§ Directions:
Filter the entries for the word "chain". Copy each line that has it.

§ Data section:
....................

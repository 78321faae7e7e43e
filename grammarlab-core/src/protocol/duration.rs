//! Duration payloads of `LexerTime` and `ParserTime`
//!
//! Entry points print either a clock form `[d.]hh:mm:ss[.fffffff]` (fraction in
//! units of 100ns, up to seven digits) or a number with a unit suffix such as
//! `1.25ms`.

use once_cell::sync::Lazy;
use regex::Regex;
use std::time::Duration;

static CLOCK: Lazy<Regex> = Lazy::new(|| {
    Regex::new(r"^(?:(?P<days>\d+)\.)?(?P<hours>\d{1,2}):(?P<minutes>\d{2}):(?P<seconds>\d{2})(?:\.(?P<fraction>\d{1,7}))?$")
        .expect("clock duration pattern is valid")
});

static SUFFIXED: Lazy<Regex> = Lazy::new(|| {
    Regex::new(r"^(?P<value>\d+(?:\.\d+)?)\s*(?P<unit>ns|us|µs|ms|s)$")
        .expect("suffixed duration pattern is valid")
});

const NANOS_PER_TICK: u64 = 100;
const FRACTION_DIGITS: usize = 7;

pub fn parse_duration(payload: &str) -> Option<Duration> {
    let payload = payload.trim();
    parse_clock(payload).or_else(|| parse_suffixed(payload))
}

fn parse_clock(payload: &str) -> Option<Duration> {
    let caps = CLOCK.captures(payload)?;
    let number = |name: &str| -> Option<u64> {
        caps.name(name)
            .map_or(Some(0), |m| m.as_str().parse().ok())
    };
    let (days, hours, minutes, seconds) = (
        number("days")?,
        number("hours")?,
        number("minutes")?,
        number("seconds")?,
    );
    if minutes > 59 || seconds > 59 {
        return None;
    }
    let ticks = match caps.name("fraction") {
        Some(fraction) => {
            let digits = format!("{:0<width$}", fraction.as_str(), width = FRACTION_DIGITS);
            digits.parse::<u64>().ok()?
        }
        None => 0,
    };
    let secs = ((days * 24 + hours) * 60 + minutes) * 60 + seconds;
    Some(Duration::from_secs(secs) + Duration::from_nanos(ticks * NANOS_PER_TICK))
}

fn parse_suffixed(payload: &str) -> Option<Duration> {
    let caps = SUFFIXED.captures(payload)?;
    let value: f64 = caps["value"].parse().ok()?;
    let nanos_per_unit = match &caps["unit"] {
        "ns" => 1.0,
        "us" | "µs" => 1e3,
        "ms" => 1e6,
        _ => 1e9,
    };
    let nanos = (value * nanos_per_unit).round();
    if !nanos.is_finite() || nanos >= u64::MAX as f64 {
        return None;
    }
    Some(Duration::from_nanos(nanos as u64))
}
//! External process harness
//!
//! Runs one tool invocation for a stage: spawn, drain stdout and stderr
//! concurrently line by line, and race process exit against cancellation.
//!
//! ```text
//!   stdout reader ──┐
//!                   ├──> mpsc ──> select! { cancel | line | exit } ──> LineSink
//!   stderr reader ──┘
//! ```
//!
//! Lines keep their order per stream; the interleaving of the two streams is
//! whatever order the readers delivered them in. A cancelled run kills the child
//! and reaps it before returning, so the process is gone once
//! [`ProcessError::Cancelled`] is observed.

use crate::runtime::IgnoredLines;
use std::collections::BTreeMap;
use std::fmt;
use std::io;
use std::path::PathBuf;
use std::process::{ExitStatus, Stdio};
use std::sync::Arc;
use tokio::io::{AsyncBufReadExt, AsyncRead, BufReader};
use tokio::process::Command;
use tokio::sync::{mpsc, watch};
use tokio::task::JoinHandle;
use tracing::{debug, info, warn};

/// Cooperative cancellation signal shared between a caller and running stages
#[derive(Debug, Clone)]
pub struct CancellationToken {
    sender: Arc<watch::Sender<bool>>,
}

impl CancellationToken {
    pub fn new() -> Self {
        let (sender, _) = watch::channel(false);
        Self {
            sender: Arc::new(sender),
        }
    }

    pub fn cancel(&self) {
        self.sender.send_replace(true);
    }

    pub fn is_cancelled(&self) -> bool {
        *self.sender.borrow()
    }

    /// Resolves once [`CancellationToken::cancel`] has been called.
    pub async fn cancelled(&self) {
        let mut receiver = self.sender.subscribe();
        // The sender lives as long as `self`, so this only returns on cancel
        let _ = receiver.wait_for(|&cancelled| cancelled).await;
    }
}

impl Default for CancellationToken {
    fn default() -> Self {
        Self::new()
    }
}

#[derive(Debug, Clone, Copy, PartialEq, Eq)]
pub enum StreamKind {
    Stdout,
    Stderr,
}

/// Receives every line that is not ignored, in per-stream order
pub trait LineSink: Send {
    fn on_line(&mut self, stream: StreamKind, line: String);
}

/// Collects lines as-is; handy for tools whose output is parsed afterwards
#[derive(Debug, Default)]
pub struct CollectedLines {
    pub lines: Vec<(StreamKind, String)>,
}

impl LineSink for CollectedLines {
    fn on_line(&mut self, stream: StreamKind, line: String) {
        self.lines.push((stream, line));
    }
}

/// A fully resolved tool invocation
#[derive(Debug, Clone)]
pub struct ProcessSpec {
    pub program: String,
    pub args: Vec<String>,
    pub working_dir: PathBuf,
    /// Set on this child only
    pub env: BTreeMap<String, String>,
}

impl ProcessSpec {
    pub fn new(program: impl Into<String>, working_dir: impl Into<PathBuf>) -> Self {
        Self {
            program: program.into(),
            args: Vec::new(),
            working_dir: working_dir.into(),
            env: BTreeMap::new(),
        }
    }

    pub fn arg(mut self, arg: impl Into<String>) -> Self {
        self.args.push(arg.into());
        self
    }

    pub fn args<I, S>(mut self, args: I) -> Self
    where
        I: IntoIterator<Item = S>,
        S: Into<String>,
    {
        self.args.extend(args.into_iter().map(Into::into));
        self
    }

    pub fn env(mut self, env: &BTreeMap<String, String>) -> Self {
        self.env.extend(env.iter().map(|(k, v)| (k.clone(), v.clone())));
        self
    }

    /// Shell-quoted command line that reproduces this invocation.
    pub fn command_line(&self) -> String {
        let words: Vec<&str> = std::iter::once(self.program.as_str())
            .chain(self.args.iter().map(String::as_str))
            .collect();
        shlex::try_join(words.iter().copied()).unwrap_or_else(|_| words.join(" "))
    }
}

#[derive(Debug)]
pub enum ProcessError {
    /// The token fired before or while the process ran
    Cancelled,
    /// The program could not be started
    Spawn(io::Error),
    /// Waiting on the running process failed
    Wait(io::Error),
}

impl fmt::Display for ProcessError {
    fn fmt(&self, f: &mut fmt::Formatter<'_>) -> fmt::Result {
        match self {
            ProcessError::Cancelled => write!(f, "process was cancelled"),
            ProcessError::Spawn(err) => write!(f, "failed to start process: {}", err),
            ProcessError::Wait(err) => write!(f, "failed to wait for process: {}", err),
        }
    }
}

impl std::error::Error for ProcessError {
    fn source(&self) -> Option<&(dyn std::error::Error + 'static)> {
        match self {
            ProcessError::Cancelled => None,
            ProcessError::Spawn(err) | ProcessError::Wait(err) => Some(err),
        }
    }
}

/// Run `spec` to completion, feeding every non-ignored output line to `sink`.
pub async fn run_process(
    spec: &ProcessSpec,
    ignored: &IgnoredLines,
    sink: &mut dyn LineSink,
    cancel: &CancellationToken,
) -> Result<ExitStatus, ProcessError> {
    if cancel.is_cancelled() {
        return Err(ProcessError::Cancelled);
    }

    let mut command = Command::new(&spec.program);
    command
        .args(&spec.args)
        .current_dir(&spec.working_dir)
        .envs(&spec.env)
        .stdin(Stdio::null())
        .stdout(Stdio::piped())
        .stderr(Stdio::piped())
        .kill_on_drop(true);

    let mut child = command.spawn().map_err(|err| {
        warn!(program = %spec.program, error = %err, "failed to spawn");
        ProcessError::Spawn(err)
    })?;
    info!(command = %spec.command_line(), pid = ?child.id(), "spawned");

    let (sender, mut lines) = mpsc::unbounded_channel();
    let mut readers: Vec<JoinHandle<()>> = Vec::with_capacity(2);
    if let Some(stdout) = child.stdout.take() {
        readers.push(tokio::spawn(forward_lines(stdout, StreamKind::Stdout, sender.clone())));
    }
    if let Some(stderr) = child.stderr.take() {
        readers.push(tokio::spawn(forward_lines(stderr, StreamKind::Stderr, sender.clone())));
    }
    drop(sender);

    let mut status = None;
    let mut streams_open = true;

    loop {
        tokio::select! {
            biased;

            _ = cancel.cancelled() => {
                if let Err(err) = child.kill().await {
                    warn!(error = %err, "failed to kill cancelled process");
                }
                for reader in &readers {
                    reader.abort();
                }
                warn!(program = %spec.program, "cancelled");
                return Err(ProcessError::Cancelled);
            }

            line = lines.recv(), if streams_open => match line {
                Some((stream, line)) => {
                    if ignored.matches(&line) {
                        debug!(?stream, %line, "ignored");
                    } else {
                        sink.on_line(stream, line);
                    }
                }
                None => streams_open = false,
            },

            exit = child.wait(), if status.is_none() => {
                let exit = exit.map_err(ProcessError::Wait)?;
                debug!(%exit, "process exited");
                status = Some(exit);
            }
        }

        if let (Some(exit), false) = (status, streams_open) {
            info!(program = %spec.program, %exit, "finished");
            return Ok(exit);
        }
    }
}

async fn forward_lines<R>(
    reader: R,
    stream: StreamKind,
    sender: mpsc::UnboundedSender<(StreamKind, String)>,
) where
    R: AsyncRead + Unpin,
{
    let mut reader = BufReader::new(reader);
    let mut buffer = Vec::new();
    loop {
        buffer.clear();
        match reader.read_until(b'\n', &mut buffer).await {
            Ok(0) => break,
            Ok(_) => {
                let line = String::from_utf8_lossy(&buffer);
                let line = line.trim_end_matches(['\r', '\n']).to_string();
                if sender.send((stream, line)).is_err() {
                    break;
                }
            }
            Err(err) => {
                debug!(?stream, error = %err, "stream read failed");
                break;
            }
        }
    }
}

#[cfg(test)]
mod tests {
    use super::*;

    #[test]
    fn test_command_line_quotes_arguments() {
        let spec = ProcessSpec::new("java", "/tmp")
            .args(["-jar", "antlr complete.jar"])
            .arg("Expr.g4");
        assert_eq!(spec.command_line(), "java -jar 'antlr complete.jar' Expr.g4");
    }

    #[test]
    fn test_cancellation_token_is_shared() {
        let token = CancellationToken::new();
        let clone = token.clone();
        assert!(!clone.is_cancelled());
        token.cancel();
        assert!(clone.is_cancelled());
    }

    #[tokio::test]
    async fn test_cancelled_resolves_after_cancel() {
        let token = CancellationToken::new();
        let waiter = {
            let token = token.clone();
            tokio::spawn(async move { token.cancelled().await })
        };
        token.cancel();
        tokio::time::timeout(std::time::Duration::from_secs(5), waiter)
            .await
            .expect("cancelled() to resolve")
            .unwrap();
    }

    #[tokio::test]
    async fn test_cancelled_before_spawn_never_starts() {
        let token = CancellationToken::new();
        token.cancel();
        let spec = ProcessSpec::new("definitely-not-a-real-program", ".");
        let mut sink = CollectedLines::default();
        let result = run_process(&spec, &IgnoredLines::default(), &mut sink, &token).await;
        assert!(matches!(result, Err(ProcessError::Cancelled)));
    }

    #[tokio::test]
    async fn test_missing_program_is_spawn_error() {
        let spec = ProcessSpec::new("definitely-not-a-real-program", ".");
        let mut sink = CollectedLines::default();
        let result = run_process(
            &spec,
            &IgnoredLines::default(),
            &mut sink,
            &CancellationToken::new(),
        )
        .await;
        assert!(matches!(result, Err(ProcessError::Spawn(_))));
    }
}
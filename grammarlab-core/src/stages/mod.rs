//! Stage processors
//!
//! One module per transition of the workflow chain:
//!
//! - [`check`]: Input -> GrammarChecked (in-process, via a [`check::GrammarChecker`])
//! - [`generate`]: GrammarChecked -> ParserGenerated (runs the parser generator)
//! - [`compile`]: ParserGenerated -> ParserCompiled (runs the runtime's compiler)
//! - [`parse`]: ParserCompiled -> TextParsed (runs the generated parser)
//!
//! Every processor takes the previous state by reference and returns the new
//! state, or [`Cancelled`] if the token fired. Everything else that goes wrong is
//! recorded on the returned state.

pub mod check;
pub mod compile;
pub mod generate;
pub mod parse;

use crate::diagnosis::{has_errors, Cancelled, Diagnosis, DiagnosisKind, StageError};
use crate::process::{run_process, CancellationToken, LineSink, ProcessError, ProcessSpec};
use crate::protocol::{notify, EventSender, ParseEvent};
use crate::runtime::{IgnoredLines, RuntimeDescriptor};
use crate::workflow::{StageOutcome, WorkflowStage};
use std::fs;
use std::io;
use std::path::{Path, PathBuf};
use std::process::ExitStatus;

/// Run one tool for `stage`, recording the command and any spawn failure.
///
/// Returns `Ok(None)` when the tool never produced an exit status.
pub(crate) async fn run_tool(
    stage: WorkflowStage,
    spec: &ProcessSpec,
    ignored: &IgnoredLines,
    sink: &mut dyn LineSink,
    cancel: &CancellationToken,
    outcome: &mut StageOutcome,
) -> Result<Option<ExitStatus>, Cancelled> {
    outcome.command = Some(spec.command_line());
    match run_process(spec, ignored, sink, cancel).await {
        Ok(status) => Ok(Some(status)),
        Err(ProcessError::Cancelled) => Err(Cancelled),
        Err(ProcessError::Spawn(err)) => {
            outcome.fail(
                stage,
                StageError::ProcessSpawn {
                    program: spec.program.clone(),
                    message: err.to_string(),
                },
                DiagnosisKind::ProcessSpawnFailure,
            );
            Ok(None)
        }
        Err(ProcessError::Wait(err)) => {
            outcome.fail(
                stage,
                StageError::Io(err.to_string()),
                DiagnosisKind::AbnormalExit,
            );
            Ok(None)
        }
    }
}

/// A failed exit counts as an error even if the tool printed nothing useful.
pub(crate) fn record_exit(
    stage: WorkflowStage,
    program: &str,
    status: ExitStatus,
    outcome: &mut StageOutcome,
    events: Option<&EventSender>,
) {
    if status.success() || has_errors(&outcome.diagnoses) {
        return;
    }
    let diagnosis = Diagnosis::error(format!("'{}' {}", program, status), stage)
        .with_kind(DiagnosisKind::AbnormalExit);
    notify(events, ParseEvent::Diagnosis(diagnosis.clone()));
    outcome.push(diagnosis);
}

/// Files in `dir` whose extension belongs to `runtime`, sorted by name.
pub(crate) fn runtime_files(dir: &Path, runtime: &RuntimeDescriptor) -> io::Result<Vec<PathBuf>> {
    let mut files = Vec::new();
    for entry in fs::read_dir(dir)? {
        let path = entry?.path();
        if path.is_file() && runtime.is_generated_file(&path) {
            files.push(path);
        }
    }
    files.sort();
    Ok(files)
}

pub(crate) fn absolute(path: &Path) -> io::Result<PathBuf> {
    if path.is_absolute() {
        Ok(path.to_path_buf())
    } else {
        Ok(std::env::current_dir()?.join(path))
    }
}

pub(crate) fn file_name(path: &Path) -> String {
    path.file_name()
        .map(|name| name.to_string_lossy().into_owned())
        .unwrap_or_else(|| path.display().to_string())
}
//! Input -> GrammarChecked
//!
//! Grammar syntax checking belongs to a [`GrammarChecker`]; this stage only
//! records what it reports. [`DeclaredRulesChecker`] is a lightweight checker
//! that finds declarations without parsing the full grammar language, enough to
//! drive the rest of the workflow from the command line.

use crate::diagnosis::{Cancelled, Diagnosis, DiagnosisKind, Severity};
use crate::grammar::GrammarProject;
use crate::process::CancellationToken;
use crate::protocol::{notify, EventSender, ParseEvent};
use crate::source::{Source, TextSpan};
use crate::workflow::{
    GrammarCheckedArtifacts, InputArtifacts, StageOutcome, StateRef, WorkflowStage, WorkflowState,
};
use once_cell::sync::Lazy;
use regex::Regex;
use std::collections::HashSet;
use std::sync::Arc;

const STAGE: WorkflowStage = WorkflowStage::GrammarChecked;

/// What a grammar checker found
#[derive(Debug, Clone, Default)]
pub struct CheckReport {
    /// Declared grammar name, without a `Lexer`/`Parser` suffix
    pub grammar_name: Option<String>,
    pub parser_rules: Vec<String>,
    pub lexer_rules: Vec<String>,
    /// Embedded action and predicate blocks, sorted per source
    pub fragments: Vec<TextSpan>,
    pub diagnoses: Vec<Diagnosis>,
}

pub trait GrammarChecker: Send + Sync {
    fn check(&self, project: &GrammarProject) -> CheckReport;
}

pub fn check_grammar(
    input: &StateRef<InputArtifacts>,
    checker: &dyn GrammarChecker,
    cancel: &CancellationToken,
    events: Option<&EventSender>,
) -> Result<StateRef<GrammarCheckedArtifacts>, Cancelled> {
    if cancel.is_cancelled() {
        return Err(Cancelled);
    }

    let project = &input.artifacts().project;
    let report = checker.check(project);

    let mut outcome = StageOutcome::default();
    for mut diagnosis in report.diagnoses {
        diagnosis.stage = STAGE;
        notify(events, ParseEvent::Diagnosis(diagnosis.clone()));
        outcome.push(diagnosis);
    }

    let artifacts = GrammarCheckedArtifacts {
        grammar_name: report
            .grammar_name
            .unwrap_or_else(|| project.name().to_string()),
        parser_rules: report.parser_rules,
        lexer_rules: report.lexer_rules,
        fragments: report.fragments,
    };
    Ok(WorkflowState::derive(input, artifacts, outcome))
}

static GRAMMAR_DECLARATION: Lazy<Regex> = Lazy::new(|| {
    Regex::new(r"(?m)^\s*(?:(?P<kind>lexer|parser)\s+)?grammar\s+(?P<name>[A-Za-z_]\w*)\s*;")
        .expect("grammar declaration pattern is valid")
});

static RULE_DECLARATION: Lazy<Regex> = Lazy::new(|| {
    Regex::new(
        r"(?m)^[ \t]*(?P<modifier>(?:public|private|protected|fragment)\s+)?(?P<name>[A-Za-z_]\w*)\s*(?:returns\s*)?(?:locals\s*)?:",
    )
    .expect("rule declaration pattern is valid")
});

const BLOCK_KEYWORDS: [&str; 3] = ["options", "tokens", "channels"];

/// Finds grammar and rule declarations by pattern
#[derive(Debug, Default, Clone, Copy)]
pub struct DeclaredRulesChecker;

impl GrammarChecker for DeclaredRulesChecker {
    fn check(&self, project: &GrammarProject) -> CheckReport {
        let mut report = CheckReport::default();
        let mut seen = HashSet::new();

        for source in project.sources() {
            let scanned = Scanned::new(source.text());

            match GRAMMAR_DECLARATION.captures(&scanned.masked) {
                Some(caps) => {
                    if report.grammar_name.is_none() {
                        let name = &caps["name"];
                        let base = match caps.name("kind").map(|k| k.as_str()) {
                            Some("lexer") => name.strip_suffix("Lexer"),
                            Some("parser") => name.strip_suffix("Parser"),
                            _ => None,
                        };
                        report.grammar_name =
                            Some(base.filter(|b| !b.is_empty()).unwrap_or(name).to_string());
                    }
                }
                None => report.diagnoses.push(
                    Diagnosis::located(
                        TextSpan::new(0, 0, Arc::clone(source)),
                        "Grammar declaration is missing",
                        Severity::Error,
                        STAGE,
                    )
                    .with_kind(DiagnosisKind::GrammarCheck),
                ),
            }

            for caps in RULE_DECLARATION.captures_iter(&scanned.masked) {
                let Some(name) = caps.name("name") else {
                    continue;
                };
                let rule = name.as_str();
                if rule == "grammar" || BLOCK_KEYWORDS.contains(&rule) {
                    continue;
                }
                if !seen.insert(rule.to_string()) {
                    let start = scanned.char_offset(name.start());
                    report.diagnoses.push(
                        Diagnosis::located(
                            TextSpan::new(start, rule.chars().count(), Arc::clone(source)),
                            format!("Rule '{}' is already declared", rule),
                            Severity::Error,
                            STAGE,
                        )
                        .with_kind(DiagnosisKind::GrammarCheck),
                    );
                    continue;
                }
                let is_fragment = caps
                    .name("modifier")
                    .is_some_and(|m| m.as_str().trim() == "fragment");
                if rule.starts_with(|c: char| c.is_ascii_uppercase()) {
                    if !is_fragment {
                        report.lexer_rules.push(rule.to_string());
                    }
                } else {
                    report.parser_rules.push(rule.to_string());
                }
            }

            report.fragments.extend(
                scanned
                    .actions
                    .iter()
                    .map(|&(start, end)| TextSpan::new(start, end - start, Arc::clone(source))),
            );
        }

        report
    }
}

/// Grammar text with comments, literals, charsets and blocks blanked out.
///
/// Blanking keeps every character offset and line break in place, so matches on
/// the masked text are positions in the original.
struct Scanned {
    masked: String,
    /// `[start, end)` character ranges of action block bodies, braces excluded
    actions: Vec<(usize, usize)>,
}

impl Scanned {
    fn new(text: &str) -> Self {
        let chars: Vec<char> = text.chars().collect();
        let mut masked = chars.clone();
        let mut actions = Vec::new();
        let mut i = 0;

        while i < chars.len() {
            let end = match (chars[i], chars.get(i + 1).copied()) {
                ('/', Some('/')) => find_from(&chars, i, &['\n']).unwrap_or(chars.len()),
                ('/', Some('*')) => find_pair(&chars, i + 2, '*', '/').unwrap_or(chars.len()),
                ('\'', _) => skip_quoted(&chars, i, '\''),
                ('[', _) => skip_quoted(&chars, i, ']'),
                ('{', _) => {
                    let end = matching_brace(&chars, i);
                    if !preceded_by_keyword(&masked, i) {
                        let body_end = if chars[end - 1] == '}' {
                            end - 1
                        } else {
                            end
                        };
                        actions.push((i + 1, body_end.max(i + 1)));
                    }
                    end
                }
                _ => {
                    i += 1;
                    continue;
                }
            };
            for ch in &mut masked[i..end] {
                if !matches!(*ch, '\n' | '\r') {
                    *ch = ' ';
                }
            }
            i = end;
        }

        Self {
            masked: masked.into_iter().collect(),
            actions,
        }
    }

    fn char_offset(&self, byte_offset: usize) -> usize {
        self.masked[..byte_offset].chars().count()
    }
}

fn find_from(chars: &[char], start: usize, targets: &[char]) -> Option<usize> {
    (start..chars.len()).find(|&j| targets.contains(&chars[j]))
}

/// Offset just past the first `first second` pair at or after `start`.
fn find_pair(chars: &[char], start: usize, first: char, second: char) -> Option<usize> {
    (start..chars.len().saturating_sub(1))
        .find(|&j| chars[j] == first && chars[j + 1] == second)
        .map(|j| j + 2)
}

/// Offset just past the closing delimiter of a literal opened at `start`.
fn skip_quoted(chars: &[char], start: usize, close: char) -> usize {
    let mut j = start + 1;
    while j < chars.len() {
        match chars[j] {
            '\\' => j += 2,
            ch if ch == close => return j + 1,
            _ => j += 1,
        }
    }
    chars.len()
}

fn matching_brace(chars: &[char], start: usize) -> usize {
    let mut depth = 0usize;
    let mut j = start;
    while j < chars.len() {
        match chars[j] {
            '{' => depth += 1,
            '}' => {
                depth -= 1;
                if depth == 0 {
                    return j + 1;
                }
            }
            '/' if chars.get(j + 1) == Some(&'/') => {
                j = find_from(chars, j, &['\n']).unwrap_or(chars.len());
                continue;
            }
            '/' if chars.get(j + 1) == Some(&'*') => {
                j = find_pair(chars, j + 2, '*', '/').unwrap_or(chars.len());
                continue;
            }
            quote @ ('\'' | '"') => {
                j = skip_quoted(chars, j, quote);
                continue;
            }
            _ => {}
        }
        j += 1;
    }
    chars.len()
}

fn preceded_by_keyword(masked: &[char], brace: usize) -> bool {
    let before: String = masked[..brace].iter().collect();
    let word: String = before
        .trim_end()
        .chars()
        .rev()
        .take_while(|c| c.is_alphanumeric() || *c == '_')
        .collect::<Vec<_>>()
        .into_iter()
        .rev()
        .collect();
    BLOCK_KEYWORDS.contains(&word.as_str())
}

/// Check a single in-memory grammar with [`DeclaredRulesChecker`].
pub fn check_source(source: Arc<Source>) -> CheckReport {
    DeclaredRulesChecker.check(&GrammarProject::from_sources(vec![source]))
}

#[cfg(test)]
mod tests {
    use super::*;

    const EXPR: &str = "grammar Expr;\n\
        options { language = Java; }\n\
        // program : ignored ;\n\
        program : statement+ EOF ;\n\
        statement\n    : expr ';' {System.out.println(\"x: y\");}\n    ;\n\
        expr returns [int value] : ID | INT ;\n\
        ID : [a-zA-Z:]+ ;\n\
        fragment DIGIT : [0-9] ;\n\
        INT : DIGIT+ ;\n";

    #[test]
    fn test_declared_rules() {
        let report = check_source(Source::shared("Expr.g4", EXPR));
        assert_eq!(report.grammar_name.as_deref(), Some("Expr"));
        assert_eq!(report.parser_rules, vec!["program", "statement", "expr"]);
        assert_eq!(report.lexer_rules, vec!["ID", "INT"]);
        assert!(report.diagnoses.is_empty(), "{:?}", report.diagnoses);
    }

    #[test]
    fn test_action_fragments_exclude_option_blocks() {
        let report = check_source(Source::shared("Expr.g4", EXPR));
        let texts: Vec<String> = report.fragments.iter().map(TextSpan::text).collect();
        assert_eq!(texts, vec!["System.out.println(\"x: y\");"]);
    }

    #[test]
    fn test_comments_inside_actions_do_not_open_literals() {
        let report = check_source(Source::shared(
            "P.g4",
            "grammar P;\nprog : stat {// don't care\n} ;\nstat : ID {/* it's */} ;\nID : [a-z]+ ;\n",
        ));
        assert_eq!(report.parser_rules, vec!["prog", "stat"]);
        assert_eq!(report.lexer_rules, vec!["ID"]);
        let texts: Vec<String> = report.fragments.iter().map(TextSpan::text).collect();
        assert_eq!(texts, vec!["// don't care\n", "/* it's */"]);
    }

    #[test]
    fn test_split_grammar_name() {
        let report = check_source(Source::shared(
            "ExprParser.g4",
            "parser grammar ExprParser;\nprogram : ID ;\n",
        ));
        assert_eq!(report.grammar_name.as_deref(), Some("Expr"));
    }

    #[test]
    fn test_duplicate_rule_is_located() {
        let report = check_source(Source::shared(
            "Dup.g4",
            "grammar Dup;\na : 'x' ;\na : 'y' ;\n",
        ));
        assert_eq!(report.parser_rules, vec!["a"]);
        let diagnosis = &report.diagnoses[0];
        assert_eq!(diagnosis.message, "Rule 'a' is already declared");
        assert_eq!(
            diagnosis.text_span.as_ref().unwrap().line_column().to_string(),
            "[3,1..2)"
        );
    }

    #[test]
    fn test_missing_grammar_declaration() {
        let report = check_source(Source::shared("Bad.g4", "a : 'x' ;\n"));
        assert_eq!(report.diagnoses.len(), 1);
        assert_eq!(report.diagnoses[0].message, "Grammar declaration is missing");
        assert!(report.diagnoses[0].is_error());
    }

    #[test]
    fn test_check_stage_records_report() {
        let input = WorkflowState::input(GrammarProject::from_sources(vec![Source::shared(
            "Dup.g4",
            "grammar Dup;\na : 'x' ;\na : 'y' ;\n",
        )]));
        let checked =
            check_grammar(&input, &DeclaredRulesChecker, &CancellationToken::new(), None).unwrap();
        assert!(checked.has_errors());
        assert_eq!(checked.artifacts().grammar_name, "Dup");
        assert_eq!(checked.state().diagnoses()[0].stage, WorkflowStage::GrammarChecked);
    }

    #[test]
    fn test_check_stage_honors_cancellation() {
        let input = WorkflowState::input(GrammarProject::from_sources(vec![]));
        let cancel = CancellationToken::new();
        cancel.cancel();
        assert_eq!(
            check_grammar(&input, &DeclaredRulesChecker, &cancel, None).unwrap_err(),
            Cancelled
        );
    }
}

....................

§ Completed task:
            .chain(self.args.iter().map(String::as_str))
//! One module per transition of the workflow chain:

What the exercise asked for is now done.